(Stored data)
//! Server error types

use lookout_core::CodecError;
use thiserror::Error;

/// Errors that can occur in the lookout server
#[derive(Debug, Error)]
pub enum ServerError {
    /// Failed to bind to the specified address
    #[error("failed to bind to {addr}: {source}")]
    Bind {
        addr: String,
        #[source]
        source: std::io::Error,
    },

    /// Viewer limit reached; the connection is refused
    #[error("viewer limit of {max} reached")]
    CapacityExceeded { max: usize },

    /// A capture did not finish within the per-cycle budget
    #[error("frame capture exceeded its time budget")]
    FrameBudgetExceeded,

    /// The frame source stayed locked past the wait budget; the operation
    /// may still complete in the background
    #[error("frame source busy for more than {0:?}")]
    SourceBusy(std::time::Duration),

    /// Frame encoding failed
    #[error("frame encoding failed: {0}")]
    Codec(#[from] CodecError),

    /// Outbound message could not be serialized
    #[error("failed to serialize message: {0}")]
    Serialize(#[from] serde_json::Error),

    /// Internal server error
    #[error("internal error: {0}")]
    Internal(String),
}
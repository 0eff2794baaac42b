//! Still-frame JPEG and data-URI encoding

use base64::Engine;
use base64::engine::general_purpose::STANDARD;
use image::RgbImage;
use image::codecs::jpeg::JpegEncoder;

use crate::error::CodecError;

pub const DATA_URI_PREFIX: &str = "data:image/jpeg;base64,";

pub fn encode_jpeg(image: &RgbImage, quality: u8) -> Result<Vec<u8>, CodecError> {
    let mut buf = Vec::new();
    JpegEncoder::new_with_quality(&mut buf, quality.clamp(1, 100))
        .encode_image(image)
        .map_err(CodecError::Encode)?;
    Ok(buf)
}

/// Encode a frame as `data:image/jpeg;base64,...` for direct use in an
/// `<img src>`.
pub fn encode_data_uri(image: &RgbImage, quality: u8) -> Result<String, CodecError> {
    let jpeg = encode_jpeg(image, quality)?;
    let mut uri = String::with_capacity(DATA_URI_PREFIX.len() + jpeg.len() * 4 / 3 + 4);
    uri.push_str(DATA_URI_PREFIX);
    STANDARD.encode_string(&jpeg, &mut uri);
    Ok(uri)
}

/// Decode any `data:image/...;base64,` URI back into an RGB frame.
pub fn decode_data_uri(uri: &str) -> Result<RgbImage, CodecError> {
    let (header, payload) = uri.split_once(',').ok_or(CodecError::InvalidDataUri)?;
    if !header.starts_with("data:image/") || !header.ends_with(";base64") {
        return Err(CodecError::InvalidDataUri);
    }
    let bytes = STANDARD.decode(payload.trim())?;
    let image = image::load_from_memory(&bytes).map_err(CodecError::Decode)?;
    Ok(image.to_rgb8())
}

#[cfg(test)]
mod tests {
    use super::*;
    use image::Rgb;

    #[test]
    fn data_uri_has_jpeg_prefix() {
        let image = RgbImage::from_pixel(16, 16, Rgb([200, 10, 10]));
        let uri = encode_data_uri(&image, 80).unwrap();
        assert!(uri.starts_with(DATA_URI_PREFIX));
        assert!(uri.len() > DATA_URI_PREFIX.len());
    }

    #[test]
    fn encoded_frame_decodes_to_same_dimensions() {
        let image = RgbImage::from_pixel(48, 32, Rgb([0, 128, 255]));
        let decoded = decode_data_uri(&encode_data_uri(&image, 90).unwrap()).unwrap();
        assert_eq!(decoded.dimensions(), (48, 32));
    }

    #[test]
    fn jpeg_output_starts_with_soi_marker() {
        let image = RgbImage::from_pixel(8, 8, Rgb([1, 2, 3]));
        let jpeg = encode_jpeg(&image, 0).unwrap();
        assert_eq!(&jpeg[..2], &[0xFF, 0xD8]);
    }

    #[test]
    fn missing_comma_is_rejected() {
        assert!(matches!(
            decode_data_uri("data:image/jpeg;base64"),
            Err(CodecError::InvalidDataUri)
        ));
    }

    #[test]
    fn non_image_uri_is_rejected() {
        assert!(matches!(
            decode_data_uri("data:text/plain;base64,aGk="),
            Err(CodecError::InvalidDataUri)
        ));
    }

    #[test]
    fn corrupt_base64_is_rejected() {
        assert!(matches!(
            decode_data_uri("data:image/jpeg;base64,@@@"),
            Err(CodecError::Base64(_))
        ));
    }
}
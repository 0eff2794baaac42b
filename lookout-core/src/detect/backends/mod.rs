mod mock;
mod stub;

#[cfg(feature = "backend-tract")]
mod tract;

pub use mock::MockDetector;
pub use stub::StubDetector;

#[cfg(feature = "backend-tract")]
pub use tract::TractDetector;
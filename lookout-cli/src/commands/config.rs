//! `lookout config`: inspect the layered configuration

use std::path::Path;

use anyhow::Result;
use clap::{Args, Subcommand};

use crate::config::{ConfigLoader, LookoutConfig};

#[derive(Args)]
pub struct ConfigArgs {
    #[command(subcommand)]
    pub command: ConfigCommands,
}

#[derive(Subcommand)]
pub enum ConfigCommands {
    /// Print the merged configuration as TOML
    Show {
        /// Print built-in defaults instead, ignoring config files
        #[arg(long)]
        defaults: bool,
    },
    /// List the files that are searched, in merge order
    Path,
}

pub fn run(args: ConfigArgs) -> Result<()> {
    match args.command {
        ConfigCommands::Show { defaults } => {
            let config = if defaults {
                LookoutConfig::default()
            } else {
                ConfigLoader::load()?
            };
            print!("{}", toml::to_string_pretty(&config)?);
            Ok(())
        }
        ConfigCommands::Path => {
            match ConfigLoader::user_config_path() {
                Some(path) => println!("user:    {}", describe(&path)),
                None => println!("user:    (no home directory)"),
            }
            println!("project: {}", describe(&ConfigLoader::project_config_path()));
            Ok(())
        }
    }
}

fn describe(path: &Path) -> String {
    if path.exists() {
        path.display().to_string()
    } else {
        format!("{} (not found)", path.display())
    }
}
* * *
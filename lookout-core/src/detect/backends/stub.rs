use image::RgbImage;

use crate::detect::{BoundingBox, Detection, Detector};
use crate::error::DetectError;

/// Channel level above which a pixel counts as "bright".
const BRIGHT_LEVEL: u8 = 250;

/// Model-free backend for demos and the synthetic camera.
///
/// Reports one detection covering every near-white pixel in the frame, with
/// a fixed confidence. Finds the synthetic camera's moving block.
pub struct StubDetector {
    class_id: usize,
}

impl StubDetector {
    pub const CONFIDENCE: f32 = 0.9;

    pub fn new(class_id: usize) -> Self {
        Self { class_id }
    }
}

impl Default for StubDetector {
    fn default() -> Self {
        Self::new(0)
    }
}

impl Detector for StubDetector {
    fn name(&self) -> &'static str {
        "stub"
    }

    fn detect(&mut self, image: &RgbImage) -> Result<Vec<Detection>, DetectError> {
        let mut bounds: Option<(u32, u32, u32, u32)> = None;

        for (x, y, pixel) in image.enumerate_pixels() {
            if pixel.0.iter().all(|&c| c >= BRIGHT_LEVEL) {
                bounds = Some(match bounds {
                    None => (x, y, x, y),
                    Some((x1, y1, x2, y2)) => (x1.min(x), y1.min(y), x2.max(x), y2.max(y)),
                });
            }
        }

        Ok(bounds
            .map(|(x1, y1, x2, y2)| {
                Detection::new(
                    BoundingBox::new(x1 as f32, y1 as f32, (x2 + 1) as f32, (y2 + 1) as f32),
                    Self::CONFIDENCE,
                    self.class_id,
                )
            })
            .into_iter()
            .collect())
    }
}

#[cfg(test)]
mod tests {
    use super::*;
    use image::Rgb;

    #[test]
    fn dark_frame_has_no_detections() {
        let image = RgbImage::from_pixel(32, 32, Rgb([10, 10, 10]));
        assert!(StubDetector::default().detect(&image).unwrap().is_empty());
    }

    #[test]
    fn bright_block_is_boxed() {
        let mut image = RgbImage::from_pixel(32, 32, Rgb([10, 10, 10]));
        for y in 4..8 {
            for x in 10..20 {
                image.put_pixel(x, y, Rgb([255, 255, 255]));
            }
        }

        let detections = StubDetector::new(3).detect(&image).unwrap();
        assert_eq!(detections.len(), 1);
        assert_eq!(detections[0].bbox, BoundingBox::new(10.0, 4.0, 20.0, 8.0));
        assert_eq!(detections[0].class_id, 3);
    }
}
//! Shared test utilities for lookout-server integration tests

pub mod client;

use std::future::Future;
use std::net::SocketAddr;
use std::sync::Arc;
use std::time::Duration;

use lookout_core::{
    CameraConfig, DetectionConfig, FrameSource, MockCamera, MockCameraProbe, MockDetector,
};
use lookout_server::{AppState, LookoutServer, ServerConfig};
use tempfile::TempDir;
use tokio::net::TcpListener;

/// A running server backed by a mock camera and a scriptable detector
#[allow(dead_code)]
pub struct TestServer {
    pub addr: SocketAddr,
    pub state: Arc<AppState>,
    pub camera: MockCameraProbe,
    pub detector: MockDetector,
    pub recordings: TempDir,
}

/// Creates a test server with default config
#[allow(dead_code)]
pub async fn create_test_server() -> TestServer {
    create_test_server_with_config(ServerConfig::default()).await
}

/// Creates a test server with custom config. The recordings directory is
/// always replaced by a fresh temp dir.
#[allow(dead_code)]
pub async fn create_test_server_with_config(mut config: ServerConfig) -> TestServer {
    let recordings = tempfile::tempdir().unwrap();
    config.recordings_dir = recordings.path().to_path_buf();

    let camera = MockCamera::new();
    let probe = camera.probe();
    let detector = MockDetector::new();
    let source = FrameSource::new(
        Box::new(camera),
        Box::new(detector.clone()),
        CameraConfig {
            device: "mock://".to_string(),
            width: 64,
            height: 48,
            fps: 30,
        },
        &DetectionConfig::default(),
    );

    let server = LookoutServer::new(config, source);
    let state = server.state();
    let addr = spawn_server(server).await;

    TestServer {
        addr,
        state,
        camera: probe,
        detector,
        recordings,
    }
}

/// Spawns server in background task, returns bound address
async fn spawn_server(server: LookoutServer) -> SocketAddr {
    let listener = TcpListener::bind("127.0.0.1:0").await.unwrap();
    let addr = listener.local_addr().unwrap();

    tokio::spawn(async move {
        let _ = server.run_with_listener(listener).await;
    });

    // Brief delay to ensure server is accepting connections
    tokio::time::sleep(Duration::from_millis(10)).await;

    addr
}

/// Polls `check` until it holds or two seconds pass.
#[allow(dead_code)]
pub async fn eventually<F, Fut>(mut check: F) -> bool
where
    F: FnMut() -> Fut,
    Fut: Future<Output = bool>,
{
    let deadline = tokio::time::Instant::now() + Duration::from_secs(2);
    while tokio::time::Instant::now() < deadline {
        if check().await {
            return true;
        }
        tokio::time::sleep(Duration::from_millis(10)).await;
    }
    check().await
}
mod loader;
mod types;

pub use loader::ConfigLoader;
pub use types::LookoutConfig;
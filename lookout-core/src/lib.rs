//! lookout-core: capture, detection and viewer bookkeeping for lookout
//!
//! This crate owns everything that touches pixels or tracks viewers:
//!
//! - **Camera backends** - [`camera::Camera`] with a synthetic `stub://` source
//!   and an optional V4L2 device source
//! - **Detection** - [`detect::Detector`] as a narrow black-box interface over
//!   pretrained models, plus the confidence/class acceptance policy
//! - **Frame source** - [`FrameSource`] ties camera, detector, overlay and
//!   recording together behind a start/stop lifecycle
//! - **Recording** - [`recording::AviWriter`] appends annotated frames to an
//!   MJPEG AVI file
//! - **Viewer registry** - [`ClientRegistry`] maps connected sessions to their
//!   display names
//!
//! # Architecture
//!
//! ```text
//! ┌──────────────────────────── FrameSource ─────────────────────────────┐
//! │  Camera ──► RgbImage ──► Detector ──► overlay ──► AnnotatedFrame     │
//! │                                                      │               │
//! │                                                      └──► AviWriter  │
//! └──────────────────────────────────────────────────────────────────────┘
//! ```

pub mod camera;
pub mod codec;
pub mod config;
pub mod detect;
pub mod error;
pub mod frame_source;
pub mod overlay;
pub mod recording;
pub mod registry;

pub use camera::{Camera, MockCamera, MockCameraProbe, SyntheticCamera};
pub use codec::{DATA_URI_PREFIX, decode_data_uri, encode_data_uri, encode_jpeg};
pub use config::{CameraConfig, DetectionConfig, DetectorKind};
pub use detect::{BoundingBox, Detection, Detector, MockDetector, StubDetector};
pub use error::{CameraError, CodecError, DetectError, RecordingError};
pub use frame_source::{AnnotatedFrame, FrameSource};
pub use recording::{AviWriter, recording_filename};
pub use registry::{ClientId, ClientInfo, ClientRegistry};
==
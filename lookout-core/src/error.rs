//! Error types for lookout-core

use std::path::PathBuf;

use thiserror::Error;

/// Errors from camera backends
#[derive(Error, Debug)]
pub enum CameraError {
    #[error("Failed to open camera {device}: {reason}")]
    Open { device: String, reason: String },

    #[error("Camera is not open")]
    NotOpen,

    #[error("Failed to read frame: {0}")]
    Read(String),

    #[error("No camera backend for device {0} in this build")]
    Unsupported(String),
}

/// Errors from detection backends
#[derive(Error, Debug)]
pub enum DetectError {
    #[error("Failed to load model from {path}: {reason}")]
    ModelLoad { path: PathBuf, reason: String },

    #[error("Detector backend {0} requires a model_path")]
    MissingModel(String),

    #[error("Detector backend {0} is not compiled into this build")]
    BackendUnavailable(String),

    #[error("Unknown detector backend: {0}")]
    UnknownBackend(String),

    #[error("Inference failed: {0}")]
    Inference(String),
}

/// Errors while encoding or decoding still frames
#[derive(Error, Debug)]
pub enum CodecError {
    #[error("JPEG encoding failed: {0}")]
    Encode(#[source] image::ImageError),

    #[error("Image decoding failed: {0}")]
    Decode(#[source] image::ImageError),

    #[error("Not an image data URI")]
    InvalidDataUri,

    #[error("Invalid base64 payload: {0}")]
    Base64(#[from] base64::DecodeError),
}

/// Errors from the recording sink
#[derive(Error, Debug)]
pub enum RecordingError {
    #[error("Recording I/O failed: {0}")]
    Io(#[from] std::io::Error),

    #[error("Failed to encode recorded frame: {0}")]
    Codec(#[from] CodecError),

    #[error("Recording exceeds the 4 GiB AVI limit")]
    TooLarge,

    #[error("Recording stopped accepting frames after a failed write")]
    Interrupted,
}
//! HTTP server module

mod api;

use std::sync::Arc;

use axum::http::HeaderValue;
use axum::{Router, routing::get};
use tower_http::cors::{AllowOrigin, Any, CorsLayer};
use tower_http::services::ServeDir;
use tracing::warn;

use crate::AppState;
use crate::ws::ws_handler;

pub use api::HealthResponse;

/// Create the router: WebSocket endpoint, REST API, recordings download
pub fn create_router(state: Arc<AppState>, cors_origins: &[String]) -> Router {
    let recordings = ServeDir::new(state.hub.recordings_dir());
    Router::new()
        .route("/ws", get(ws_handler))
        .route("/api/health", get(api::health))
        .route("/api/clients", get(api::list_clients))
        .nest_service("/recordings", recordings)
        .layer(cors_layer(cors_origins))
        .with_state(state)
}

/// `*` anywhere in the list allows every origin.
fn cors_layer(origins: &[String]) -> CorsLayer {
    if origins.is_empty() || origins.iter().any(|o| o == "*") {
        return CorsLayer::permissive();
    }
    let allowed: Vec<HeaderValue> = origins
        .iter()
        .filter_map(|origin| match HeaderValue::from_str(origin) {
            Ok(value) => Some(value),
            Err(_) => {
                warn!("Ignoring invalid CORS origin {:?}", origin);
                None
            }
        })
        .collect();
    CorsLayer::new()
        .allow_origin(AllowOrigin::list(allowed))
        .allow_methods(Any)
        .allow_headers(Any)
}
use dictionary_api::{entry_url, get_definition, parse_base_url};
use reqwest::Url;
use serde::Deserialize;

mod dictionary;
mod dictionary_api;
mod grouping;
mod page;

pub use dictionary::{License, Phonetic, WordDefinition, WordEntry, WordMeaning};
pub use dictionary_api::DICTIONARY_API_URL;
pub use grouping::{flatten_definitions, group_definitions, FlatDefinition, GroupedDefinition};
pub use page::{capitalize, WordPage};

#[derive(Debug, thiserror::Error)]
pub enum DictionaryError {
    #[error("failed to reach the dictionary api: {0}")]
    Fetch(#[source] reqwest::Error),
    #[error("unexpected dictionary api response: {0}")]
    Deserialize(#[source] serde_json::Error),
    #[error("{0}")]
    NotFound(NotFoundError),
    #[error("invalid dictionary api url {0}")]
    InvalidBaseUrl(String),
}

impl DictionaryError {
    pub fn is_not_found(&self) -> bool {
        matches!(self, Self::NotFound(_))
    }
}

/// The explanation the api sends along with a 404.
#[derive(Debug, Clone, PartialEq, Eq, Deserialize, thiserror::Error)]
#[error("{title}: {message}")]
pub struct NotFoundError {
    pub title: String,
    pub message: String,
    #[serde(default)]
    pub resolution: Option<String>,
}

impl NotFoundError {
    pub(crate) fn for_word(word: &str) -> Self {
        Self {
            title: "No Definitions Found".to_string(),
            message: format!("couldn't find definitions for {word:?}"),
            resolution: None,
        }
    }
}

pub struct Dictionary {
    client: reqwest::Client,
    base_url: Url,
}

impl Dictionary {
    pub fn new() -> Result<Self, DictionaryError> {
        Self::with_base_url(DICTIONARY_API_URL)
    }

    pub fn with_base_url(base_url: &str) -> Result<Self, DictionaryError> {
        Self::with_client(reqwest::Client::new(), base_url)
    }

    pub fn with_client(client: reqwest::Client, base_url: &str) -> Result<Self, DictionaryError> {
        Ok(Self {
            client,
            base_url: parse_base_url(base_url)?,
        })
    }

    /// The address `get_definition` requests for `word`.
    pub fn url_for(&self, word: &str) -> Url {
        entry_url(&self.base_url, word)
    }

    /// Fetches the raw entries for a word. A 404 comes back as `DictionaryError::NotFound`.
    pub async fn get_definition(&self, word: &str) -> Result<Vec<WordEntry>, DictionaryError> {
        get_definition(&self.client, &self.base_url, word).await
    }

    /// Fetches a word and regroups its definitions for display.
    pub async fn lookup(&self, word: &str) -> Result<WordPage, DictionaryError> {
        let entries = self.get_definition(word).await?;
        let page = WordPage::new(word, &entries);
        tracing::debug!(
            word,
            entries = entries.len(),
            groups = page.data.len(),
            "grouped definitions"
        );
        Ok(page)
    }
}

## WHAT NEEDS TO BE DONE
Across the entries above, tally the lines that contain the string "recordings" and give that figure alone.

## SOLVED PROBLEM
8